While at Hyatt, she met her mentor Philip Kendall, who was VP of F&B for the company. “He taught me to be relentless in the pursuit of quality, and to look at things through different sets of glasses,” she said. “He said, ‘Get out of the box. Do something different. Be different than what the customer has seen.’”
A food-related metaphor encapsulates how Grippo tries to be different: Noting how trendy sushi had become in the past few years, she and her team were considering how to do something unique with sushi for banquet facilities, particularly for breakfast meetings. “We are very much about farm-to-table, indigenous fruits,” she said. “So we got some sushi chefs with great knife skills and we created a ‘frushi’ bar.” The chefs who know how to slice fish now slice and prepare delicate displays of fruits, replacing wasabi with chutney or salsa.
Independence
An independent hotel like The Kahala offers a greater amount of creative freedom than a branded hotel, where Grippo said the creative process can become very regimented.
“With an independent hotel, there’s no red tape,” she said. “We can make changes and add elements. I don’t have to go to corporate executive chefs. I get together with my team and we decide what to try. You can’t do that in a corporate environment, because people make those decisions for all of the hotels. It’s not a bad thing, but it’s also not how I would choose to spend my career. You can really think outside the box—it’s encouraged, instead of following Standard Operating Procedure. In a nutshell, we write the Standard Operating Procedure; we don’t inherit it.”
The right team
As a GM, that creativity can extend to hiring, and Grippo feels that one of her main objectives is to surround herself with the right team.
“It’s about past relationships, and going out and finding people who are extraordinary,” she said, noting that this could mean someone with a solid reputation in the industry or someone who simply thinks differently.
Perhaps somewhat ironically, given her own position, The Kahala now has its first female F&B director, first female chief engineer (possibly the first in all of Hawaii, Grippo noted) and first female director of spa and recreation.

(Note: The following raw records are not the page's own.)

impl Queue {
    const RESCHEDULE_AFTER: Duration = Duration::from_secs(15 * 60);

    fn lock_scope() -> Scope {
        Scope::global()
    }

    fn pending_scope() -> Scope {
        Scope::from_segment(Segment::parse_lossy(PENDING))
    }

    fn running_scope() -> Scope {
        Scope::from_segment(Segment::parse_lossy(RUNNING))
    }
}

impl Queue {
    /// Creates a new queue.
    pub fn create(storage_uri: &Url, namespace: &str) -> Result<Self, Error> {
        Ok(Queue {
            store: KeyValueStore::create(storage_uri, namespace)?,
        })
    }

    /// Returns the number of pending tasks remaining
    pub fn pending_tasks_remaining(&self) -> Result<usize, Error> {
        Ok(self.store.execute(&Self::lock_scope(), |kv| {
            kv.list_keys(&Self::pending_scope()).map(|list| list.len())
        })?)
    }

    /// Returns the number of running tasks
    pub fn running_tasks_remaining(&self) -> Result<usize, Error> {
        Ok(self.store.execute(&Self::lock_scope(), |kv| {
            kv.list_keys(&Self::running_scope()).map(|list| list.len())
        })?)
    }

    /// Returns the currently running tasks
    pub fn running_tasks_keys(&self) -> Result<Vec<Key>, Error> {
        Ok(self.store.execute(&Self::lock_scope(), |kv| {
            kv.list_keys(&Self::running_scope())
        })?)
    }

    /// Schedule a task.
    pub fn schedule_task(
        &self,
        name: &Segment,
        value: &Value,
        timestamp_millis: Option<u128>,
        mode: ScheduleMode,
    ) -> Result<(), Error> {
        Ok(self.store.execute(&Self::lock_scope(), |s| {
            let mut new_task = TaskKey {
                name: name.clone(),
                timestamp_millis: timestamp_millis.unwrap_or_else(now),
            };

            let running_key_opt = find_task(s, &Self::running_scope(), name)?
                .map(|tk| tk.running_key());
            let pending_opt = find_task(s, &Self::pending_scope(), name)?;

            match mode {
                ScheduleMode::IfMissing => {
                    if pending_opt.is_some() || running_key_opt.is_some() {
                        // nothing to do, there is something
                        return Ok(())
                    }
                }
                ScheduleMode::ReplaceExisting => {
                    if let Some(pending) = pending_opt {
                        s.delete(&pending.pending_key())?;
                    }
                }
                ScheduleMode::ReplaceExistingSoonest => {
                    if let Some(pending) = pending_opt {
                        new_task.timestamp_millis = new_task
                            .timestamp_millis
                            .min(pending.timestamp_millis);
                        s.delete(&pending.pending_key())?;
                    }
                }
                ScheduleMode::FinishOrReplaceExisting => {
                    if let Some(running) = running_key_opt {
                        s.delete(&running)?;
                    }
                    if let Some(pending) = pending_opt {
                        s.delete(&pending.pending_key())?;
                    }
                }
                ScheduleMode::FinishOrReplaceExistingSoonest => {
                    if let Some(running) = running_key_opt {
                        s.delete(&running)?;
                    }
                    if let Some(pending) = pending_opt {
                        new_task.timestamp_millis = new_task
                            .timestamp_millis
                            .min(pending.timestamp_millis);
                        s.delete(&pending.pending_key())?;
                    }
                }
            }
            s.store_value(&new_task.pending_key(), value.clone())
        })?)
    }

    /// Returns the scheduled timestamp in ms for the named task, if any.
    pub fn pending_task_scheduled(
        &self, name: &Segment,
    ) -> Result<Option<u128>, Error> {
        Ok(self.store.execute(&Self::lock_scope(), |kv| {
            find_task(kv, &Self::pending_scope(), name)
                .map(|task| task.map(|tk| tk.timestamp_millis))
        })?)
    }

    /// Returns the value of the named pending task, if any.
    pub fn pending_task_value(
        &self, name: &Segment,
    ) -> Result<Option<Value>, Error> {
        Ok(self.store.execute(&Self::lock_scope(), |kv| {
            match find_task(kv, &Self::pending_scope(), name)? {
                Some(tk) => kv.get_value(&tk.pending_key()),
                None => Ok(None),
            }
        })?)
    }

    /// Returns the value of the named running task, if any.
    pub fn running_task_value(
        &self, name: &Segment,
    ) -> Result<Option<Value>, Error> {
        Ok(self.store.execute(&Self::lock_scope(), |kv| {
            match find_task(kv, &Self::running_scope(), name)? {
                Some(tk) => kv.get_value(&tk.running_key()),
                None => Ok(None),
            }
        })?)
    }

    /// Returns whether the task claimed under this key is still running.
    pub fn is_running_task(&self, running_key: &Key) -> Result<bool, Error> {
        Ok(self.store.execute(&Self::lock_scope(), |kv| kv.has(running_key))?)
    }

    /// Removes the named task, whether pending or running.
    ///
    /// Returns whether anything was removed.
    pub fn cancel_task(&self, name: &Segment) -> Result<bool, Error> {
        Ok(self.store.execute(&Self::lock_scope(), |kv| {
            let mut removed = false;
            if let Some(tk) = find_task(kv, &Self::pending_scope(), name)? {
                removed |= kv.delete(&tk.pending_key())?;
            }
            if let Some(tk) = find_task(kv, &Self::running_scope(), name)? {
                removed |= kv.delete(&tk.running_key())?;
            }
            Ok(removed)
        })?)
    }

    /// Marks a running task as finished. Fails if the task is not running.
    pub fn finish_running_task(&self, running_key: &Key) -> Result<(), Error> {
        self.store.execute(&Self::lock_scope(), |kv| {
            if kv.delete(running_key)? {
                Ok(Ok(()))
            } else {
                Ok(Err(Error::Other(format!(
                    "Cannot finish task {running_key}. It is not running."
                ))))
            }
        })?
    }

    /// Reschedules a running task as pending. Fails if the task is not running.
    pub fn reschedule_running_task(
        &self, running: &Key, timestamp_millis: Option<u128>,
    ) -> Result<(), Error> {
        let pending_key = {
            let mut task_key = TaskKey::try_from(running)?;
            task_key.timestamp_millis = timestamp_millis.unwrap_or_else(now);
            task_key.pending_key()
        };

        Ok(self.store.execute(&Self::lock_scope(), |kv| {
            kv.move_value(running, &pending_key)
        })?)
    }

    /// Claims the next scheduled pending task, if any.
    pub fn claim_scheduled_pending_task(
        &self,
    ) -> Result<Option<RunningTask>, Error> {
        Ok(self.store.execute(&Self::lock_scope(), |kv| {
            let tasks_before = now();

            let Some(pending) = kv
                .list_keys(&Self::pending_scope())?
                .iter()
                .filter_map(|k| TaskKey::try_from(k).ok())
                .filter(|tk| tk.timestamp_millis <= tasks_before)
                .min_by_key(|tk| tk.timestamp_millis)
            else {
                return Ok(None)
            };

            let pending_key = pending.pending_key();
            let Some(value) = kv.get_value(&pending_key)? else {
                return Ok(None)
            };

            let mut running = TaskKey {
                name: pending.name,
                timestamp_millis: tasks_before,
            };
            if kv.has(&running.running_key())? {
                // It's not pretty to sleep blocking, even if it's for 1 ms,
                // but if we don't then we get a name collision with an
                // existing running task.
                std::thread::sleep(Duration::from_millis(1));
                running.timestamp_millis = now();
            }
            let running_key = running.running_key();
            kv.move_value(&pending_key, &running_key)?;

            Ok(Some(RunningTask {
                key: running_key,
                name: running.name,
                timestamp_millis: running.timestamp_millis,
                value,
            }))
        })?)
    }

    /// Reschedules running tasks that have timed out.
    pub fn reschedule_long_running_tasks(
        &self, reschedule_after: Option<&Duration>,
    ) -> Result<usize, Error> {
        let now = now();
        let reschedule_after =
            reschedule_after.unwrap_or(&Self::RESCHEDULE_AFTER);
        let reschedule_timeout =
            now.saturating_sub(reschedule_after.as_millis());

        Ok(self.store.execute(&Self::lock_scope(), |s| {
            let timed_out: Vec<_> = s
                .list_keys(&Self::running_scope())?
                .iter()
                .filter_map(|k| TaskKey::try_from(k).ok())
                .filter(|tk| tk.timestamp_millis <= reschedule_timeout)
                .collect();

            for tk in &timed_out {
                let pending_key = TaskKey {
                    name: tk.name.clone(),
                    timestamp_millis: now,
                }
                .pending_key();
                s.move_value(&tk.running_key(), &pending_key)?;
            }
            Ok(timed_out.len())
        })?)
    }
}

“All of these amazing and dynamic female managers have worked their way through the ranks,” she said. “It sends the right message: We do have great talent here. It’s about taking talent to the next level and giving people opportunities.”
Traditionally, she added, Hawaiian companies have looked to the mainland for talent, but like many traditions, that is falling by the wayside. “You have to grow [with] the people you have," Grippo said. "That’s your best talent.”

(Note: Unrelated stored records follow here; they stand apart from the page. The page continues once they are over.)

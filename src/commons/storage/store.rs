//! The key-value store.

use std::{error, fmt, io};
use serde::de::DeserializeOwned;
use serde::ser::Serialize;
use url::Url;
use super::backends::{disk, memory};
use super::types::{Key, Scope, Segment};


//------------ Value ---------------------------------------------------------

pub type Value = serde_json::Value;


//------------ KeyValueStore -------------------------------------------------

/// A namespaced store of JSON values addressed by [`Key`].
///
/// The backend is selected by the scheme of the storage URI:
/// `memory:` (optionally followed by a numeric seed to get an isolated
/// location) or `local://` followed by a directory path.
///
/// All access goes through [`KeyValueStore::execute`], which holds the
/// namespace lock for the duration of the closure. The convenience
/// methods each run a single operation that way.
#[derive(Debug)]
pub struct KeyValueStore {
    namespace: Segment,
    inner: StoreInner,
}

#[derive(Debug)]
enum StoreInner {
    Memory(memory::Store),
    Disk(disk::Store),
}

impl KeyValueStore {
    /// Opens the store for `namespace` at the given storage URI.
    pub fn create(
        storage_uri: &Url, namespace: &str,
    ) -> Result<Self, KeyValueError> {
        let namespace = Segment::parse(namespace).map_err(|err| {
            KeyValueError::InvalidNamespace(format!("{namespace}: {err}"))
        })?;

        if let Some(store) = memory::Store::from_uri(storage_uri, &namespace)? {
            return Ok(KeyValueStore {
                namespace, inner: StoreInner::Memory(store)
            })
        }
        if let Some(store) = disk::Store::from_uri(storage_uri, &namespace)? {
            return Ok(KeyValueStore {
                namespace, inner: StoreInner::Disk(store)
            })
        }

        Err(KeyValueError::UnknownScheme(storage_uri.scheme().into()))
    }

    /// Returns the namespace of this store.
    pub fn namespace(&self) -> &Segment {
        &self.namespace
    }

    /// Runs `op` while holding the lock for this store.
    ///
    /// The `scope` argument names the part of the store the operation is
    /// mostly concerned with. It is used for diagnostics only: locking is
    /// per namespace.
    pub fn execute<F, T>(&self, scope: &Scope, op: F) -> Result<T, KeyValueError>
    where
        F: FnOnce(&mut Transaction<'_>) -> Result<T, KeyValueError>,
    {
        log::trace!("execute on {}/{}", self.namespace, scope);
        match &self.inner {
            StoreInner::Memory(store) => store.execute(op),
            StoreInner::Disk(store) => store.execute(op),
        }
    }
}

/// # Single operations
impl KeyValueStore {
    pub fn is_empty(&self) -> Result<bool, KeyValueError> {
        self.execute(&Scope::global(), |kv| {
            kv.list_keys(&Scope::global()).map(|keys| keys.is_empty())
        })
    }

    pub fn has(&self, key: &Key) -> Result<bool, KeyValueError> {
        self.execute(key.scope(), |kv| kv.has(key))
    }

    pub fn get<T: DeserializeOwned>(
        &self, key: &Key,
    ) -> Result<Option<T>, KeyValueError> {
        self.execute(key.scope(), |kv| kv.get(key))
    }

    pub fn get_value(&self, key: &Key) -> Result<Option<Value>, KeyValueError> {
        self.execute(key.scope(), |kv| kv.get_value(key))
    }

    pub fn store<T: Serialize>(
        &self, key: &Key, value: &T,
    ) -> Result<(), KeyValueError> {
        self.execute(key.scope(), |kv| kv.store(key, value))
    }

    pub fn delete(&self, key: &Key) -> Result<bool, KeyValueError> {
        self.execute(key.scope(), |kv| kv.delete(key))
    }

    pub fn list_keys(&self, scope: &Scope) -> Result<Vec<Key>, KeyValueError> {
        self.execute(scope, |kv| kv.list_keys(scope))
    }
}


//------------ Transaction ---------------------------------------------------

/// Access to the store while its lock is held.
pub struct Transaction<'a>(TransactionInner<'a>);

enum TransactionInner<'a> {
    Memory(&'a mut memory::Values),
    Disk(&'a disk::Store),
}

impl<'a> Transaction<'a> {
    pub(super) fn memory(values: &'a mut memory::Values) -> Self {
        Transaction(TransactionInner::Memory(values))
    }

    pub(super) fn disk(store: &'a disk::Store) -> Self {
        Transaction(TransactionInner::Disk(store))
    }
}

/// # Reading
impl Transaction<'_> {
    pub fn has(&mut self, key: &Key) -> Result<bool, KeyValueError> {
        match &mut self.0 {
            TransactionInner::Memory(values) => Ok(values.contains_key(key)),
            TransactionInner::Disk(store) => store.has(key),
        }
    }

    /// Returns the raw JSON value for the key, if present.
    pub fn get_value(&mut self, key: &Key) -> Result<Option<Value>, KeyValueError> {
        match &mut self.0 {
            TransactionInner::Memory(values) => Ok(values.get(key).cloned()),
            TransactionInner::Disk(store) => store.get_value(key),
        }
    }

    /// Returns the value for the key deserialized into `T`.
    pub fn get<T: DeserializeOwned>(
        &mut self, key: &Key,
    ) -> Result<Option<T>, KeyValueError> {
        match self.get_value(key)? {
            Some(value) => {
                serde_json::from_value(value).map(Some).map_err(|err| {
                    KeyValueError::deserialize(key, err)
                })
            }
            None => Ok(None),
        }
    }

    /// Returns all keys in the scope, including those in sub-scopes.
    ///
    /// Keys are returned in order.
    pub fn list_keys(&mut self, scope: &Scope) -> Result<Vec<Key>, KeyValueError> {
        match &mut self.0 {
            TransactionInner::Memory(values) => {
                Ok(memory::list_keys(values, scope))
            }
            TransactionInner::Disk(store) => store.list_keys(scope),
        }
    }
}

/// # Writing
impl Transaction<'_> {
    pub fn store<T: Serialize>(
        &mut self, key: &Key, value: &T,
    ) -> Result<(), KeyValueError> {
        let value = serde_json::to_value(value).map_err(|err| {
            KeyValueError::serialize(key, err)
        })?;
        self.store_value(key, value)
    }

    pub fn store_value(
        &mut self, key: &Key, value: Value,
    ) -> Result<(), KeyValueError> {
        match &mut self.0 {
            TransactionInner::Memory(values) => {
                values.insert(key.clone(), value);
                Ok(())
            }
            TransactionInner::Disk(store) => store.store_value(key, &value),
        }
    }

    /// Removes the value for a key.
    ///
    /// Returns whether there was a value.
    pub fn delete(&mut self, key: &Key) -> Result<bool, KeyValueError> {
        match &mut self.0 {
            TransactionInner::Memory(values) => Ok(values.remove(key).is_some()),
            TransactionInner::Disk(store) => store.delete(key),
        }
    }

    /// Moves a value from one key to another. Fails if there is no value.
    pub fn move_value(&mut self, from: &Key, to: &Key) -> Result<(), KeyValueError> {
        match &mut self.0 {
            TransactionInner::Memory(values) => {
                let value = values.remove(from).ok_or_else(|| {
                    KeyValueError::NotFound(from.clone())
                })?;
                values.insert(to.clone(), value);
                Ok(())
            }
            TransactionInner::Disk(store) => store.move_value(from, to),
        }
    }

    /// Removes all keys in the scope and its sub-scopes.
    pub fn delete_scope(&mut self, scope: &Scope) -> Result<(), KeyValueError> {
        match &mut self.0 {
            TransactionInner::Memory(values) => {
                values.retain(|key, _| !key.scope().starts_with(scope));
                Ok(())
            }
            TransactionInner::Disk(store) => store.delete_scope(scope),
        }
    }
}


//------------ KeyValueError -------------------------------------------------

#[derive(Debug)]
pub enum KeyValueError {
    UnknownScheme(String),
    InvalidUri(String),
    InvalidNamespace(String),
    Io(String, io::Error),
    Serialize { key: Key, err: String },
    Deserialize { key: Key, err: String },
    NotFound(Key),
    Other(String),
}

impl KeyValueError {
    pub fn io(context: impl fmt::Display, err: io::Error) -> Self {
        KeyValueError::Io(context.to_string(), err)
    }

    pub fn serialize(key: &Key, err: impl fmt::Display) -> Self {
        KeyValueError::Serialize { key: key.clone(), err: err.to_string() }
    }

    pub fn deserialize(key: &Key, err: impl fmt::Display) -> Self {
        KeyValueError::Deserialize { key: key.clone(), err: err.to_string() }
    }

    /// Returns whether the error is caused by unparseable stored data.
    pub fn is_corrupt_value(&self) -> bool {
        matches!(self, KeyValueError::Deserialize { .. })
    }
}

impl fmt::Display for KeyValueError {
    fn fmt(&self, f: &mut fmt::Formatter) -> fmt::Result {
        match self {
            KeyValueError::UnknownScheme(scheme) => {
                write!(f, "unknown storage scheme: {scheme}")
            }
            KeyValueError::InvalidUri(uri) => {
                write!(f, "invalid storage uri: {uri}")
            }
            KeyValueError::InvalidNamespace(ns) => {
                write!(f, "invalid namespace: {ns}")
            }
            KeyValueError::Io(context, err) => write!(f, "{context}: {err}"),
            KeyValueError::Serialize { key, err } => {
                write!(f, "failed to serialize value for key '{key}': {err}")
            }
            KeyValueError::Deserialize { key, err } => {
                write!(f, "failed to deserialize value for key '{key}': {err}")
            }
            KeyValueError::NotFound(key) => write!(f, "no value for key '{key}'"),
            KeyValueError::Other(msg) => f.write_str(msg),
        }
    }
}

impl error::Error for KeyValueError {
    fn source(&self) -> Option<&(dyn error::Error + 'static)> {
        match self {
            KeyValueError::Io(_, err) => Some(err),
            _ => None,
        }
    }
}
//! Defines helper methods for Serializing and Deserializing external types.

use log::LevelFilter;
use serde::{de, Deserialize, Deserializer};


//------------ LevelFilter ---------------------------------------------------

pub fn de_level_filter<'de, D>(d: D) -> Result<LevelFilter, D::Error>
where
    D: Deserializer<'de>,
{
    use std::str::FromStr;
    let string = String::deserialize(d)?;
    LevelFilter::from_str(&string).map_err(de::Error::custom)
}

When asked what her greatest challenge has been, Grippo did not hesitate to answer. “I’m a female in a male-dominated world,” she said. “Women didn’t come out of culinary backgrounds. Now, it’s 50/50.”

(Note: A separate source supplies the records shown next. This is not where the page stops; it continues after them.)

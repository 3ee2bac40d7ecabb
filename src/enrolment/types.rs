//! Identifiers and basic types.

use std::fmt;
use std::str::FromStr;
use serde::{Deserialize, Serialize};
use crate::commons::storage::Segment;


//------------ UserId --------------------------------------------------------

/// The identifier of a learner.
#[derive(
    Clone, Copy, Debug, Deserialize, Eq, Hash, Ord, PartialEq, PartialOrd,
    Serialize,
)]
#[serde(transparent)]
pub struct UserId(u64);

impl UserId {
    pub const fn new(id: u64) -> Self {
        UserId(id)
    }

    pub fn as_u64(self) -> u64 {
        self.0
    }

    /// Returns the storage segment for this user, i.e., `user-<id>`.
    pub fn segment(self) -> Segment {
        Segment::with_id("user", self.0)
    }

    /// Parses a storage segment created by [`UserId::segment`].
    pub fn from_segment(segment: &Segment) -> Option<Self> {
        segment
            .as_str()
            .strip_prefix("user-")
            .and_then(|id| u64::from_str(id).ok())
            .map(UserId)
    }
}

impl From<u64> for UserId {
    fn from(id: u64) -> Self {
        UserId(id)
    }
}

impl FromStr for UserId {
    type Err = std::num::ParseIntError;

    fn from_str(s: &str) -> Result<Self, Self::Err> {
        u64::from_str(s).map(UserId)
    }
}

impl fmt::Display for UserId {
    fn fmt(&self, f: &mut fmt::Formatter) -> fmt::Result {
        self.0.fmt(f)
    }
}


//------------ CourseId ------------------------------------------------------

/// The identifier of a course.
#[derive(
    Clone, Copy, Debug, Deserialize, Eq, Hash, Ord, PartialEq, PartialOrd,
    Serialize,
)]
#[serde(transparent)]
pub struct CourseId(u64);

impl CourseId {
    pub const fn new(id: u64) -> Self {
        CourseId(id)
    }

    pub fn as_u64(self) -> u64 {
        self.0
    }

    /// Returns the storage segment for this course, i.e., `course-<id>`.
    pub fn segment(self) -> Segment {
        Segment::with_id("course", self.0)
    }

    /// Parses a storage segment created by [`CourseId::segment`].
    pub fn from_segment(segment: &Segment) -> Option<Self> {
        segment
            .as_str()
            .strip_prefix("course-")
            .and_then(|id| u64::from_str(id).ok())
            .map(CourseId)
    }
}

impl From<u64> for CourseId {
    fn from(id: u64) -> Self {
        CourseId(id)
    }
}

impl FromStr for CourseId {
    type Err = std::num::ParseIntError;

    fn from_str(s: &str) -> Result<Self, Self::Err> {
        u64::from_str(s).map(CourseId)
    }
}

impl fmt::Display for CourseId {
    fn fmt(&self, f: &mut fmt::Formatter) -> fmt::Result {
        self.0.fmt(f)
    }
}


//------------ ProviderId ----------------------------------------------------

/// The identifier of an enrolment provider, e.g., `manual`.
#[derive(
    Clone, Debug, Deserialize, Eq, Hash, Ord, PartialEq, PartialOrd, Serialize,
)]
#[serde(transparent)]
pub struct ProviderId(String);

impl ProviderId {
    pub fn new(id: impl Into<String>) -> Self {
        ProviderId(id.into())
    }

    pub fn as_str(&self) -> &str {
        &self.0
    }

    /// Returns the storage segment for this provider.
    pub fn segment(&self) -> Segment {
        Segment::parse_lossy(&self.0)
    }
}

impl From<&str> for ProviderId {
    fn from(id: &str) -> Self {
        ProviderId(id.to_string())
    }
}

impl fmt::Display for ProviderId {
    fn fmt(&self, f: &mut fmt::Formatter) -> fmt::Result {
        f.write_str(&self.0)
    }
}


//------------ CourseStatus --------------------------------------------------

/// The publication status of a course.
#[derive(Clone, Copy, Debug, Deserialize, Eq, Hash, PartialEq, Serialize)]
#[serde(rename_all = "snake_case")]
pub enum CourseStatus {
    Published,
    Draft,
    Pending,
    Private,
    Trashed,
}

impl CourseStatus {
    /// Returns whether learners can be enrolled in a course in this status.
    pub fn is_published(self) -> bool {
        matches!(self, CourseStatus::Published)
    }
}

impl FromStr for CourseStatus {
    type Err = String;

    fn from_str(s: &str) -> Result<Self, Self::Err> {
        match s {
            "published" | "publish" => Ok(CourseStatus::Published),
            "draft" => Ok(CourseStatus::Draft),
            "pending" => Ok(CourseStatus::Pending),
            "private" => Ok(CourseStatus::Private),
            "trashed" | "trash" => Ok(CourseStatus::Trashed),
            _ => Err(format!("unknown course status: {s}")),
        }
    }
}

impl fmt::Display for CourseStatus {
    fn fmt(&self, f: &mut fmt::Formatter) -> fmt::Result {
        f.write_str(match self {
            CourseStatus::Published => "published",
            CourseStatus::Draft => "draft",
            CourseStatus::Pending => "pending",
            CourseStatus::Private => "private",
            CourseStatus::Trashed => "trashed",
        })
    }
}


//============ Tests =========================================================

#[cfg(test)]
mod tests {
    use super::*;

    #[test]
    fn segments_round_trip() {
        let user = UserId::new(12);
        assert_eq!(user.segment().as_str(), "user-12");
        assert_eq!(UserId::from_segment(&user.segment()), Some(user));

        let course = CourseId::new(3);
        assert_eq!(course.segment().as_str(), "course-3");
        assert_eq!(CourseId::from_segment(&user.segment()), None);
    }

    #[test]
    fn course_status() {
        assert!(CourseStatus::Published.is_published());
        assert!(!CourseStatus::Private.is_published());
        assert_eq!(
            CourseStatus::from_str("trash").unwrap(), CourseStatus::Trashed
        );
        assert_eq!(
            serde_json::to_string(&CourseStatus::Draft).unwrap(), "\"draft\""
        );
    }
}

She belongs to several notable food-and-wine societies that have traditionally been exclusively male, and is very active within the groups.
“While it was challenging, I believed that I would get to where I needed to be. I just had to work harder,” she said. “If a profession is filled with one kind of person, being the opposite of the norm for that position makes you have to try harder, and I enjoy doing that. I [worked with] great people at Hyatt and Starwood who believed in me and told me to try harder.”
Now she looks at people as individuals when considering them for positions, rather than considering whether they fit the cliché of the role. “It’s about talent, attitude and the ability to bring greatness to the position,” she said.
It used to be that when anyone asked Roseann Grippo what her dream job was, she’d say it was to work at a boutique hotel where the focus was on quality and where she could have carte blanche to do whatever she needed to. “I’m now living the dream,” she said. “Not a lot of people get to say that.”